— Task —
Report each line of the data that contains the string "write".

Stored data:
⟨
use std::collections::{BTreeMap, BTreeSet, VecDeque};

use crate::error::{Error, Result};

pub type TaskId = String;

#[derive(Debug, Clone)]
pub struct Task {
    pub id: TaskId,
    pub label: String,
    pub module: String,
    pub phase: String,
    /// Task ids or provide tokens; a trailing `?` makes the dependency optional.
    pub after: Vec<TaskId>,
    pub provides: Vec<String>,
}

#[derive(Debug, Default)]
pub struct Plan {
    tasks: BTreeMap<TaskId, Task>,
}

impl Plan {
    pub fn add(&mut self, task: Task) -> Result<()> {
        if self.tasks.contains_key(&task.id) {
            return Err(Error::msg(format!("duplicate task id '{}'", task.id)));
        }
        self.tasks.insert(task.id.clone(), task);
        Ok(())
    }

    pub fn get(&self, id: &str) -> Option<&Task> {
        self.tasks.get(id)
    }

    pub fn tasks(&self) -> impl Iterator<Item = &Task> {
        self.tasks.values()
    }

    pub fn is_empty(&self) -> bool {
        self.tasks.is_empty()
    }

    fn provides_index(&self) -> Result<BTreeMap<&str, &str>> {
        let mut out: BTreeMap<&str, &str> = BTreeMap::new();
        for (id, task) in &self.tasks {
            for p in &task.provides {
                if let Some(existing) = out.insert(p.as_str(), id.as_str()) {
                    return Err(Error::msg(format!(
                        "provide token '{p}' is produced by both '{existing}' and '{id}'"
                    )));
                }
            }
        }
        Ok(out)
    }

    /// Resolves a dependency to a task id; `None` for a missing optional one.
    fn resolve_dep<'a>(
        &'a self,
        provides: &BTreeMap<&'a str, &'a str>,
        task: &str,
        dep: &'a str,
    ) -> Result<Option<&'a str>> {
        let (name, optional) = match dep.strip_suffix('?') {
            Some(d) => (d, true),
            None => (dep, false),
        };
        if let Some((id, _)) = self.tasks.get_key_value(name) {
            return Ok(Some(id.as_str()));
        }
        if let Some(&provider) = provides.get(name) {
            return Ok(Some(provider));
        }
        if optional {
            return Ok(None);
        }
        Err(Error::msg(format!(
            "task '{task}' has invalid dependency '{dep}': unknown task or token"
        )))
    }

    fn edges(&self) -> Result<Vec<(&str, &str)>> {
        let provides = self.provides_index()?;
        let mut out = Vec::new();
        for (id, task) in &self.tasks {
            for dep in &task.after {
                if let Some(dep_id) = self.resolve_dep(&provides, id, dep)? {
                    out.push((dep_id, id.as_str()));
                }
            }
        }
        Ok(out)
    }

    /// Topological order; ties break by task id so the order is stable.
    pub fn ordered(&self) -> Result<Vec<&Task>> {
        let mut incoming: BTreeMap<&str, usize> =
            self.tasks.keys().map(|k| (k.as_str(), 0)).collect();
        let mut outgoing: BTreeMap<&str, BTreeSet<&str>> = BTreeMap::new();
        for (from, to) in self.edges()? {
            if outgoing.entry(from).or_default().insert(to)
                && let Some(n) = incoming.get_mut(to)
            {
                *n += 1;
            }
        }

        let mut q: VecDeque<&str> = incoming
            .iter()
            .filter_map(|(k, v)| (*v == 0).then_some(*k))
            .collect();
        let mut out = Vec::with_capacity(self.tasks.len());
        while let Some(n) = q.pop_front() {
            if let Some(task) = self.tasks.get(n) {
                out.push(task);
            }
            for &m in outgoing.get(n).into_iter().flatten() {
                if let Some(slot) = incoming.get_mut(m) {
                    *slot -= 1;
                    if *slot == 0 {
                        q.push_back(m);
                    }
                }
            }
        }

        if out.len() != self.tasks.len() {
            let remaining: Vec<&str> = incoming
                .iter()
                .filter_map(|(k, v)| (*v > 0).then_some(*k))
                .collect();
            return Err(Error::msg(format!(
                "task graph contains a cycle; remaining nodes: {}",
                remaining.join(", ")
            )));
        }
        Ok(out)
    }

    pub fn to_dot(&self) -> Result<String> {
        let mut out = String::from("digraph plan {\n  rankdir=LR;\n");
        for task in self.tasks.values() {
            out.push_str(&format!(
                "  \"{}\" [label=\"{}\\n{}:{}\"];\n",
                task.id, task.label, task.module, task.phase
            ));
        }
        for (from, to) in self.edges()? {
            out.push_str(&format!("  \"{from}\" -> \"{to}\";\n"));
        }
        out.push_str("}\n");
        Ok(out)
    }
}

#[cfg(test)]
mod tests {
    use super::*;

    fn task(id: &str, after: &[&str], provides: &[&str]) -> Task {
        Task {
            id: id.into(),
            label: id.into(),
            module: "m".into(),
            phase: "p".into(),
            after: after.iter().map(|s| s.to_string()).collect(),
            provides: provides.iter().map(|s| s.to_string()).collect(),
        }
    }

    fn ids(plan: &Plan) -> Vec<String> {
        plan.ordered()
            .expect("ordered")
            .into_iter()
            .map(|t| t.id.clone())
            .collect()
    }

    #[test]
    fn tokens_and_optional_deps_resolve() {
        let mut plan = Plan::default();
        plan.add(task("z.build", &["a.check", "overlay:written?"], &[]))
            .expect("add");
        plan.add(task("a.check", &[], &["checked"])).expect("add");
        plan.add(task("m.after", &["checked"], &[])).expect("add");
        assert_eq!(ids(&plan), ["a.check", "m.after", "z.build"]);

        plan.add(task("o.write", &[], &["overlay:written"])).expect("add");
        plan.add(task("b.first", &[], &[])).expect("add");
        let order = ids(&plan);
        let pos = |id: &str| order.iter().position(|t| t == id).expect("present");
        assert!(pos("o.write") < pos("z.build"));
    }

    #[test]
    fn unknown_required_dep_and_cycles_fail() {
        let mut plan = Plan::default();
        plan.add(task("a", &["missing"], &[])).expect("add");
        assert!(plan.ordered().is_err());

        let mut plan = Plan::default();
        plan.add(task("a", &["b"], &[])).expect("add");
        plan.add(task("b", &["a"], &[])).expect("add");
        let err = plan.ordered().expect_err("cycle");
        assert!(err.to_string().contains("cycle"));
    }

    #[test]
    fn duplicate_tokens_are_rejected() {
        let mut plan = Plan::default();
        plan.add(task("a", &[], &["t"])).expect("add");
        plan.add(task("b", &[], &["t"])).expect("add");
        assert!(plan.to_dot().is_err());
        assert!(plan.add(task("a", &[], &[])).is_err());
    }
}
impl ExecCtx {
    /// Interactive gate and the command builder; swap them with the `with_*` methods.
    pub fn new(dry_run: bool, sink: Arc<dyn ExecSink>) -> Self {
        Self {
            dry_run,
            sink,
            gate: Arc::new(TerminalPrompt),
            builder: Arc::new(CommandBuilder),
            current_task_id: None,
            shared: Arc::new(SharedExecState::default()),
        }
    }

    pub fn with_gate(mut self, gate: Arc<dyn ConfirmGate>) -> Self {
        self.gate = gate;
        self
    }

    pub fn with_builder(mut self, builder: Arc<dyn ExternalBuilder>) -> Self {
        self.builder = builder;
        self
    }

    pub fn set_task(&mut self, id: impl Into<String>) {
        self.current_task_id = Some(id.into());
    }

    pub fn set_workspace_paths(&self, paths: WorkspacePaths) {
        if let Ok(mut g) = self.shared.workspace_paths.lock() {
            *g = Some(paths);
        }
    }

    pub fn workspace_paths(&self) -> Option<WorkspacePaths> {
        self.shared
            .workspace_paths
            .lock()
            .ok()
            .and_then(|g| g.clone())
    }

    // Cleaning is only applied by core.init.
    pub fn workspace_paths_or_init(&self, doc: &ConfigDoc) -> Result<WorkspacePaths> {
        if let Some(p) = self.workspace_paths() {
            return Ok(p);
        }
        let mut ws: WorkspaceConfig = doc.deserialize_path("workspace")?.unwrap_or_default();
        ws.clean = CleanMode::None;
        let paths = crate::workspace::init_dirs(&ws, &doc.base_dir())?;
        self.set_workspace_paths(paths.clone());
        Ok(paths)
    }

    pub fn set_build_plan(&self, plan: BuildPlan) {
        if let Ok(mut g) = self.shared.build_plan.lock() {
            *g = Some(plan);
        }
    }

    pub fn build_plan(&self) -> Option<BuildPlan> {
        self.shared.build_plan.lock().ok().and_then(|g| g.clone())
    }

    pub fn set_intended(&self, vars: BTreeMap<String, String>) {
        if let Ok(mut g) = self.shared.intended.lock() {
            *g = Some(vars);
        }
    }

    pub fn intended(&self) -> Option<BTreeMap<String, String>> {
        self.shared.intended.lock().ok().and_then(|g| g.clone())
    }

    pub fn set_verification(&self, report: VerificationReport) {
        if let Ok(mut g) = self.shared.verification.lock() {
            *g = Some(report);
        }
    }

    pub fn verification(&self) -> Option<VerificationReport> {
        self.shared.verification.lock().ok().and_then(|g| g.clone())
    }

    pub fn set_artifacts(&self, artifacts: Vec<PathBuf>) {
        if let Ok(mut g) = self.shared.artifacts.lock() {
            *g = artifacts;
        }
    }

    pub fn artifacts(&self) -> Vec<PathBuf> {
        self.shared
            .artifacts
            .lock()
            .map(|g| g.clone())
            .unwrap_or_default()
    }

    pub fn log(&self, msg: &str) {
        let id = self
            .current_task_id
            .clone()
            .unwrap_or_else(|| "<none>".into());
        self.sink.emit(ExecEvent::TaskLog {
            id,
            line: msg.to_string(),
        });
    }

    /// Runs `cmd` to completion, forwarding sanitized stdout/stderr lines to the sink.
    pub fn run_cmd(&self, mut cmd: Command) -> Result<()> {
        if self.dry_run {
            self.log(&format!("DRY-RUN: {cmd:?}"));
            return Ok(());
        }

        // An attached stdin would let the builder block on a prompt nobody sees.
        let mut child = cmd
            .stdin(Stdio::null())
            .stdout(Stdio::piped())
            .stderr(Stdio::piped())
            .spawn()
            .map_err(|e| Error::msg(format!("spawn failed: {e}")))?;

        let (tx, rx) = mpsc::channel::<String>();
        if let Some(out) = child.stdout.take() {
            let tx = tx.clone();
            std::thread::spawn(move || read_output_stream(out, tx));
        }
        if let Some(err) = child.stderr.take() {
            let tx = tx.clone();
            std::thread::spawn(move || read_output_stream(err, tx));
        }
        drop(tx);

        for line in rx {
            let line = sanitize_line(&line);
            if !line.is_empty() {
                self.log(&line);
            }
        }

        let status = child
            .wait()
            .map_err(|e| Error::msg(format!("wait failed: {e}")))?;
        if !status.success() {
            return Err(Error::msg(format!("command failed: {status}")));
        }
        Ok(())
    }
}
//! Environment-variable and `--set` overrides layered over a build definition.

use std::collections::BTreeMap;

use toml::Value;

use crate::config::ConfigDoc;
use crate::error::{Error, Result};

#[derive(Debug, Clone, Copy, PartialEq, Eq)]
pub enum KnobKind {
    /// Free-form string (paths, CPU targets).
    Text,
    /// Literal `yes` / `no`.
    YesNo,
    /// One of a fixed set of strings.
    Choice(&'static [&'static str]),
}

#[derive(Debug, Clone, Copy)]
pub struct EnvKnob {
    pub env: &'static str,
    pub path: &'static str,
    pub kind: KnobKind,
}

pub const CPUSCHED_CHOICES: &[&str] = &[
    "cachyos",
    "bore",
    "eevdf",
    "bmq",
    "rt",
    "rt-bore",
    "hardened",
    "sched-ext",
];
pub const LTO_CHOICES: &[&str] = &["none", "thin", "full"];

pub const ENV_KNOBS: &[EnvKnob] = &[
    EnvKnob {
        env: "PGOFORGE_AUTOFDO_PROFILE",
        path: "kernel.profiles.autofdo",
        kind: KnobKind::Text,
    },
    EnvKnob {
        env: "PGOFORGE_PROPELLER_CC_PROFILE",
        path: "kernel.profiles.propeller_cc",
        kind: KnobKind::Text,
    },
    EnvKnob {
        env: "PGOFORGE_PROPELLER_LD_PROFILE",
        path: "kernel.profiles.propeller_ld",
        kind: KnobKind::Text,
    },
    EnvKnob {
        env: "PGOFORGE_CPUSCHED",
        path: "kernel.options.cpusched",
        kind: KnobKind::Choice(CPUSCHED_CHOICES),
    },
    EnvKnob {
        env: "PGOFORGE_CPU_TARGET",
        path: "kernel.options.cpu_target",
        kind: KnobKind::Text,
    },
    EnvKnob {
        env: "PGOFORGE_LTO",
        path: "kernel.options.lto",
        kind: KnobKind::Choice(LTO_CHOICES),
    },
    EnvKnob {
        env: "PGOFORGE_PATCH",
        path: "kernel.patch",
        kind: KnobKind::Text,
    },
    EnvKnob {
        env: "PGOFORGE_MODULE_OVERLAY",
        path: "overlay.enabled",
        kind: KnobKind::YesNo,
    },
    EnvKnob {
        env: "PGOFORGE_PROPELLER_IN_AUTOFDO",
        path: "kernel.policy.propeller_instrumentation_in_autofdo",
        kind: KnobKind::YesNo,
    },
];

pub fn parse_yes_no(raw: &str) -> Option<bool> {
    match raw.trim() {
        "yes" => Some(true),
        "no" => Some(false),
        _ => None,
    }
}

pub fn yes_no(v: bool) -> &'static str {
    if v { "yes" } else { "no" }
}

fn knob_value(origin: &str, kind: KnobKind, raw: &str) -> Result<Value> {
    let raw = raw.trim();
    match kind {
        KnobKind::Text => Ok(Value::String(raw.to_string())),
        KnobKind::YesNo => parse_yes_no(raw).map(Value::Boolean).ok_or_else(|| {
            Error::msg(format!("{origin} must be 'yes' or 'no', got '{raw}'"))
        }),
        KnobKind::Choice(choices) => {
            if choices.contains(&raw) {
                Ok(Value::String(raw.to_string()))
            } else {
                Err(Error::msg(format!(
                    "{origin} value '{raw}' is not one of [{}]",
                    choices.join(", ")
                )))
            }
        }
    }
}

/// Applies every known `PGOFORGE_*` variable that `lookup` reports as set and non-empty.
///
/// Returns the variable names that were applied.
pub fn apply_env_overrides<F>(doc: &mut ConfigDoc, lookup: F) -> Result<Vec<&'static str>>
where
    F: Fn(&str) -> Option<String>,
{
    let mut applied = Vec::new();
    for knob in ENV_KNOBS {
        let Some(raw) = lookup(knob.env) else {
            continue;
        };
        if raw.trim().is_empty() {
            continue;
        }
        let value = knob_value(knob.env, knob.kind, &raw)?;
        doc.set_path(knob.path, value)?;
        applied.push(knob.env);
    }
    Ok(applied)
}

pub fn apply_process_env(doc: &mut ConfigDoc) -> Result<Vec<&'static str>> {
    apply_env_overrides(doc, |name| std::env::var(name).ok())
}

fn parse_set_args(raw: &[String]) -> Result<BTreeMap<String, String>> {
    let mut out = BTreeMap::new();
    for item in raw {
        let Some((k, v)) = item.trim().split_once('=') else {
            return Err(Error::msg(format!(
                "invalid --set value '{item}'; expected PATH=VALUE"
            )));
        };
        let key = k.trim();
        if key.is_empty() {
            return Err(Error::msg(format!("invalid --set value '{item}'; path is empty")));
        }
        out.insert(key.to_string(), v.trim().to_string());
    }
    Ok(out)
}

fn infer_value(raw: &str) -> Value {
    if let Some(b) = parse_yes_no(raw) {
        return Value::Boolean(b);
    }
    match raw {
        "true" => Value::Boolean(true),
        "false" => Value::Boolean(false),
        _ => raw
            .parse::<i64>()
            .map(Value::Integer)
            .unwrap_or_else(|_| Value::String(raw.to_string())),
    }
}

/// Applies `--set path=value` overrides. Paths backed by a known knob are
/// validated like their environment variable; other paths infer bool/int/string.
pub fn apply_cli_overrides(doc: &mut ConfigDoc, raw: &[String]) -> Result<()> {
    for (path, v) in parse_set_args(raw)? {
        let value = match ENV_KNOBS.iter().find(|k| k.path == path) {
            Some(knob) => knob_value(&format!("--set {path}"), knob.kind, &v)?,
            None => infer_value(&v),
        };
        doc.set_path(&path, value)?;
    }
    Ok(())
}

#[cfg(test)]
mod tests {
    use super::*;

    fn lookup(pairs: &[(&str, &str)]) -> impl Fn(&str) -> Option<String> {
        let map: BTreeMap<String, String> = pairs
            .iter()
            .map(|(k, v)| (k.to_string(), v.to_string()))
            .collect();
        move |name| map.get(name).cloned()
    }

    #[test]
    fn env_overrides_land_at_config_paths() {
        let mut doc = ConfigDoc::from_toml("<mem>", "[kernel.options]\ncpusched = \"eevdf\"\n")
            .expect("doc");
        let applied = apply_env_overrides(
            &mut doc,
            lookup(&[
                ("PGOFORGE_AUTOFDO_PROFILE", "/profiles/kernel.afdo"),
                ("PGOFORGE_CPUSCHED", "bore"),
                ("PGOFORGE_MODULE_OVERLAY", "no"),
                ("PGOFORGE_PATCH", "   "),
            ]),
        )
        .expect("apply");

        assert_eq!(
            applied,
            vec![
                "PGOFORGE_AUTOFDO_PROFILE",
                "PGOFORGE_CPUSCHED",
                "PGOFORGE_MODULE_OVERLAY"
            ]
        );
        assert_eq!(
            doc.value_path("kernel.options.cpusched").and_then(Value::as_str),
            Some("bore")
        );
        assert_eq!(
            doc.value_path("overlay.enabled").and_then(Value::as_bool),
            Some(false)
        );
        assert!(doc.value_path("kernel.patch").is_none());
    }

    #[test]
    fn boolean_env_accepts_only_yes_no() {
        let mut doc = ConfigDoc::from_toml("<mem>", "").expect("doc");
        let err = apply_env_overrides(&mut doc, lookup(&[("PGOFORGE_MODULE_OVERLAY", "true")]))
            .expect_err("must fail");
        assert!(err.to_string().contains("PGOFORGE_MODULE_OVERLAY"));
    }

    #[test]
    fn choice_env_rejects_unknown_scheduler() {
        let mut doc = ConfigDoc::from_toml("<mem>", "").expect("doc");
        let err = apply_env_overrides(&mut doc, lookup(&[("PGOFORGE_CPUSCHED", "cfs")]))
            .expect_err("must fail");
        assert!(err.to_string().contains("not one of"), "unexpected err: {err}");
    }

    #[test]
    fn choice_env_accepts_default_and_sched_ext_schedulers() {
        for sched in ["cachyos", "sched-ext"] {
            let mut doc = ConfigDoc::from_toml("<mem>", "").expect("doc");
            apply_env_overrides(&mut doc, lookup(&[("PGOFORGE_CPUSCHED", sched)])).expect(sched);
            assert_eq!(
                doc.value_path("kernel.options.cpusched").and_then(Value::as_str),
                Some(sched)
            );
        }
    }

    #[test]
    fn cli_overrides_validate_known_paths_and_infer_others() {
        let mut doc = ConfigDoc::from_toml("<mem>", "").expect("doc");
        apply_cli_overrides(
            &mut doc,
            &[
                "kernel.options.lto=full".into(),
                "kernel.min_free_gib=12".into(),
                "kernel.allow_root=yes".into(),
            ],
        )
        .expect("apply");
        assert_eq!(
            doc.value_path("kernel.options.lto").and_then(Value::as_str),
            Some("full")
        );
        assert_eq!(
            doc.value_path("kernel.min_free_gib").and_then(Value::as_integer),
            Some(12)
        );
        assert_eq!(
            doc.value_path("kernel.allow_root").and_then(Value::as_bool),
            Some(true)
        );

        let err = apply_cli_overrides(&mut doc, &["oops".into()]).expect_err("bad syntax");
        assert!(err.to_string().contains("expected PATH=VALUE"));
    }
}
⟩
— Output for this exercise —
        plan.add(task("o.write", &[], &["overlay:written"])).expect("add");
        assert!(pos("o.write") < pos("z.build"));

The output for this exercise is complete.